Strong Bad started off with a prominent Mexican accent and a deep voice, which gradually transitioned into a more gruff and less-accented voice with more vocal range.

==Reception==
Strong Bad has been received well by both critics and viewers of the website. He is considered one of the most popular characters of the website, and his Strong Bad Email segment is one of the most viewed segments of Homestar Runner. In an audio review of Strong Bad and the rest of the Homestar Runner characters, National Public Radio said "There are lots of nasty characters lurking in the shadowy corners of the World Wide Web. But Strong Bad is just awful. And he's awfully funny, too". Peter Wood of National Review Online commented on Strong Bad's personality and his evil-looking appearance. He stated: "Strong Bad is probably not the guy you want to move in next door. The red and black Wrestlemania mask he wears all the time is a clue. As are the boxing gloves, which he keeps on even when he is typing sarcastic e-mails ... He is one of the coolest characters on the Internet and the real star of Homestarrunner.com, which may be the most popular homegrown animation in the world." He added "Strong Bad also dabbles in other media and, like Professor Cornel West, has even recorded his own rap, 'Everybody to the Limit', which builds on the delightful typographic implosion, 'fhqwhgads, and also said "The humor likewise combines the innocence of slapstick with sharp satire of American popular culture. ... At one point, tired of being asked how he types with boxing gloves on, Strong Bad attaches fake fingers: a shrimp, a lit birthday candle, and an action-figure toy." Johnny Dee, a reviewer from The Guardian, described the humor of Strong Bad. He wrote: "Like South Park and Modern Toss, Strong Bad isn't exactly beautiful to look at but he's relentlessly funny," and added, "Strong Bad is an animated Mexican wrestler ... and the undoubted star of surreal cartoon site Homestar Runner."

==In other media==

===Video games===
Strong Bad's Cool Game for Attractive People is a point-and-click adventure game based on Homestar Runner and starring Strong Bad. The game was created by Telltale Games in partnership with The Brothers Chaps, and released for both the Nintendo Wii's WiiWare service and Microsoft Windows, later ported to PlayStation 3 as a PSN download and to OS X. It was released in an episodic format, with five episodes comprising the first season. No serious discussions or pre-production on a second season had taken place prior to Telltale's closure in 2018.

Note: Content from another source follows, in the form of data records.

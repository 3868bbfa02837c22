//! Minimal TIMEX reader used to tell definite dates from ambiguous ones.
//!
//! Only the parts of the grammar the booking flow relies on are parsed:
//! dates (`2023-06-01`, `XXXX-06-01`, `2023-06`, `2023-W10`,
//! `XXXX-WXX-6`, `2023-SU`), times (`T14`, `T14:30`, `TMO`), durations
//! (`P3D`, `PT2H`), ranges (`(2023-06-01,2023-06-05,P4D)`) and `PRESENT_REF`.

use std::collections::BTreeSet;

use chrono::NaiveDate;

#[derive(Debug, Clone, Copy, PartialEq, Eq, Hash, PartialOrd, Ord)]
pub enum TimexType {
    Present,
    Definite,
    Date,
    DateRange,
    Duration,
    Time,
    TimeRange,
    DateTime,
    DateTimeRange,
}

impl TimexType {
    pub fn as_str(&self) -> &'static str {
        match self {
            TimexType::Present => "present",
            TimexType::Definite => "definite",
            TimexType::Date => "date",
            TimexType::DateRange => "daterange",
            TimexType::Duration => "duration",
            TimexType::Time => "time",
            TimexType::TimeRange => "timerange",
            TimexType::DateTime => "datetime",
            TimexType::DateTimeRange => "datetimerange",
        }
    }
}

#[derive(Debug, Clone, Default, PartialEq)]
pub struct TimexProperty {
    pub now: bool,
    pub year: Option<u32>,
    pub month: Option<u32>,
    pub day_of_month: Option<u32>,
    pub day_of_week: Option<u32>,
    pub week_of_year: Option<u32>,
    pub week_of_month: Option<u32>,
    pub season: Option<String>,
    pub weekend: bool,
    pub part_of_day: Option<String>,
    pub hour: Option<u32>,
    pub minute: Option<u32>,
    pub second: Option<u32>,
    pub has_duration: bool,
}

pub fn parse(timex: &str) -> TimexProperty {
    let mut prop = TimexProperty::default();
    let timex = timex.trim();

    if timex == "PRESENT_REF" {
        prop.now = true;
    } else if let Some(inner) = timex.strip_prefix('(').and_then(|s| s.strip_suffix(')')) {
        // Range: only the start and the duration carry information we need.
        let parts: Vec<&str> = inner.split(',').map(str::trim).collect();
        if let Some(start) = parts.first() {
            parse_date_time(start, &mut prop);
        }
        if let Some(duration) = parts.get(2) {
            prop.has_duration = is_duration(duration);
        }
    } else if timex.starts_with('P') {
        prop.has_duration = is_duration(timex);
    } else {
        parse_date_time(timex, &mut prop);
    }

    prop
}

pub fn classify(timex: &str) -> BTreeSet<TimexType> {
    infer_types(&parse(timex))
}

/// A value is ambiguous when it does not pin down one calendar day.
pub fn is_ambiguous(timex: &str) -> bool {
    !classify(timex).contains(&TimexType::Definite)
}

pub fn infer_types(p: &TimexProperty) -> BTreeSet<TimexType> {
    let mut types = BTreeSet::new();

    if p.now {
        types.insert(TimexType::Present);
    }
    if p.year.is_some() && p.month.is_some() && p.day_of_month.is_some() {
        types.insert(TimexType::Definite);
    }
    let is_date = (p.month.is_some() && p.day_of_month.is_some()) || p.day_of_week.is_some();
    if is_date {
        types.insert(TimexType::Date);
    }
    let is_date_range = (p.year.is_some() && p.day_of_month.is_none())
        || (p.month.is_some() && p.day_of_month.is_none())
        || p.season.is_some()
        || p.week_of_year.is_some()
        || p.week_of_month.is_some();
    if is_date_range {
        types.insert(TimexType::DateRange);
    }
    if p.has_duration {
        types.insert(TimexType::Duration);
    }
    let is_time = p.hour.is_some() && p.minute.is_some() && p.second.is_some();
    if is_time {
        types.insert(TimexType::Time);
    }
    let is_time_range = p.part_of_day.is_some();
    if is_time_range {
        types.insert(TimexType::TimeRange);
    }
    if is_date && is_time {
        types.insert(TimexType::DateTime);
    }
    if is_date && is_time_range {
        types.insert(TimexType::DateTimeRange);
    }

    types
}

/// Turn a user's answer into a definite date, or `None` if it is not one.
///
/// Accepts definite TIMEX values (time part dropped) and a handful of
/// written formats, which come back as `YYYY-MM-DD`.
pub fn resolve_user_date(text: &str) -> Option<String> {
    let text = text.trim();
    if text.is_empty() {
        return None;
    }

    let candidate = if text.starts_with('(') {
        text
    } else {
        text.split('T').next().unwrap_or(text)
    };
    if !is_ambiguous(candidate) {
        return Some(candidate.to_string());
    }

    const FORMATS: [&str; 11] = [
        "%Y-%m-%d",
        "%Y/%m/%d",
        "%m/%d/%Y",
        "%d.%m.%Y",
        "%B %d %Y",
        "%B %d, %Y",
        "%d %B %Y",
        "%b %d %Y",
        "%b %d, %Y",
        "%d %b %Y",
        "%A %B %d %Y",
    ];
    FORMATS
        .iter()
        .find_map(|fmt| NaiveDate::parse_from_str(text, fmt).ok())
        .map(|d| d.format("%Y-%m-%d").to_string())
}

fn parse_date_time(s: &str, prop: &mut TimexProperty) {
    match s.split_once('T') {
        Some((date, time)) => {
            if !date.is_empty() {
                parse_date(date, prop);
            }
            parse_time(time, prop);
        }
        None => parse_date(s, prop),
    }
}

fn parse_date(s: &str, prop: &mut TimexProperty) {
    let mut parts = s.split('-');

    match parts.next() {
        Some(year) if year.len() == 4 => prop.year = parse_number(year),
        _ => return,
    }

    match parts.next() {
        Some(week) if week.starts_with('W') => {
            prop.week_of_year = parse_number(&week[1..]);
            match parts.next() {
                Some("WE") => prop.weekend = true,
                Some(day) => prop.day_of_week = parse_number(day).filter(|d| (1..=7).contains(d)),
                None => {}
            }
            return;
        }
        Some(season @ ("SP" | "SU" | "FA" | "WI")) => {
            prop.season = Some(season.to_string());
            return;
        }
        Some(month) => prop.month = parse_number(month).filter(|m| (1..=12).contains(m)),
        None => return,
    }

    match parts.next() {
        Some(week) if week.starts_with('W') => {
            prop.week_of_month = parse_number(&week[1..]);
            match parts.next() {
                Some("WE") => prop.weekend = true,
                Some(day) => prop.day_of_week = parse_number(day).filter(|d| (1..=7).contains(d)),
                None => {}
            }
        }
        Some(day) => prop.day_of_month = parse_number(day).filter(|d| (1..=31).contains(d)),
        None => {}
    }
}

fn parse_time(s: &str, prop: &mut TimexProperty) {
    if matches!(s, "MO" | "AF" | "EV" | "NI" | "DT") {
        prop.part_of_day = Some(s.to_string());
        return;
    }

    let mut parts = s.split(':');
    prop.hour = parts.next().and_then(parse_number).filter(|h| *h < 24);
    if prop.hour.is_some() {
        prop.minute = Some(parts.next().and_then(parse_number).unwrap_or(0));
        prop.second = Some(parts.next().and_then(parse_number).unwrap_or(0));
    }
}

fn is_duration(s: &str) -> bool {
    let Some(body) = s.strip_prefix('P') else {
        return false;
    };
    let mut saw_unit = false;
    let mut digits = String::new();
    for c in body.chars() {
        match c {
            '0'..='9' | '.' => digits.push(c),
            'T' => {}
            'Y' | 'M' | 'W' | 'D' | 'H' | 'S' => {
                if digits.parse::<f64>().is_err() {
                    return false;
                }
                digits.clear();
                saw_unit = true;
            }
            _ => return false,
        }
    }
    saw_unit && digits.is_empty()
}

/// `XX` placeholders and anything non-numeric read as "unspecified".
fn parse_number(s: &str) -> Option<u32> {
    if s.is_empty() || !s.chars().all(|c| c.is_ascii_digit()) {
        return None;
    }
    s.parse().ok()
}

Telltale Games also featured Strong Bad as a character in Poker Night at the Inventory. Released November 22, 2010, the game features Strong Bad alongside other video game characters (Tycho from Penny Arcade, Heavy from Team Fortress 2, and Max from Sam & Max) as computer-controlled opponents playing Texas hold 'em poker against the player. Telltale CEO Dan Connors described the game as "exploring the idea of what video characters do when they're not 'on the clock' in the games we play." Matt Chapman provided input on the writing for Strong Bad.

===Music===
Strong Bad Sings (And Other Type Hits) is a 2003 album featuring new or re-recorded songs from the Homestar Runner site. Although many songs are performed by Strong Bad, other bands and characters from Homestar Runner are featured as well.

Spoken word lines from Strong Bad were featured on the Shellac song "Genuine Lulabelle", from the album Excellent Italian Greyhound.

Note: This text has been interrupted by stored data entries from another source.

use std::path::{Path, PathBuf};

use anyhow::{Context, Result};
use serde::{Deserialize, Serialize};

pub const DEFAULT_STORAGE_KEY: &str = "lifeflow_activities";

/// What to do when the stored activities cannot be read back.
#[derive(Debug, Clone, Copy, PartialEq, Eq, Default, Serialize, Deserialize)]
#[serde(rename_all = "lowercase")]
pub enum CorruptDataPolicy {
    /// Refuse to start; the stored payload is left untouched.
    #[default]
    Fail,
    /// Start from whatever can be kept: an empty list for an unreadable
    /// payload, and without the records whose category is unknown.
    Discard,
}

/// Settings read from `config.toml`.
#[derive(Debug, Clone, PartialEq, Eq, Serialize, Deserialize)]
pub struct Config {
    #[serde(default = "default_storage_key")]
    pub storage_key: String,
    #[serde(default)]
    pub on_corrupt_data: CorruptDataPolicy,
    /// Database file. The platform data directory is used when unset.
    #[serde(default)]
    pub database: Option<PathBuf>,
}

fn default_storage_key() -> String {
    DEFAULT_STORAGE_KEY.to_string()
}

impl Default for Config {
    fn default() -> Self {
        Config {
            storage_key: default_storage_key(),
            on_corrupt_data: CorruptDataPolicy::default(),
            database: None,
        }
    }
}

impl Config {
    /// Read the configuration at `path`. A missing file means defaults.
    pub fn load(path: &Path) -> Result<Self> {
        if !path.exists() {
            return Ok(Config::default());
        }
        let content = std::fs::read_to_string(path)
            .with_context(|| format!("Failed to read config file {}.", path.display()))?;
        Self::parse(&content)
            .with_context(|| format!("Failed to parse config file {}.", path.display()))
    }

    pub fn parse(content: &str) -> Result<Self> {
        Ok(toml::from_str(content)?)
    }
}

Strong Bad makes a guest appearance on The Aquabats' 2011 album Hi-Five Soup!, providing vocals on the song "Pink Pants!". On July 14, 2012, Matt Chapman appeared onstage at an Aquabats concert in San Diego in character as Strong Bad, joining the band in a performance of "Trogdor".

A three-volume Homestar Runner soundtrack was released to music streaming platforms on April 10, 2020. All songs are credited to "Strong Bad", despite the fact that many are purportedly performed by other fictional characters or are simple instrumental pieces, as a result of limits on formatting compilation albums.

===Other media===
In 2011, Matt Chapman joined the production team of The Hub series The Aquabats! Super Show! as a writer and director. In the 2012 episode "CobraMan!", co-directed by Chapman, he appears onscreen as a villainous carnival worker named "Carl", who wears a wrestling mask identical to Strong Bad's and speaks in Strong Bad's voice.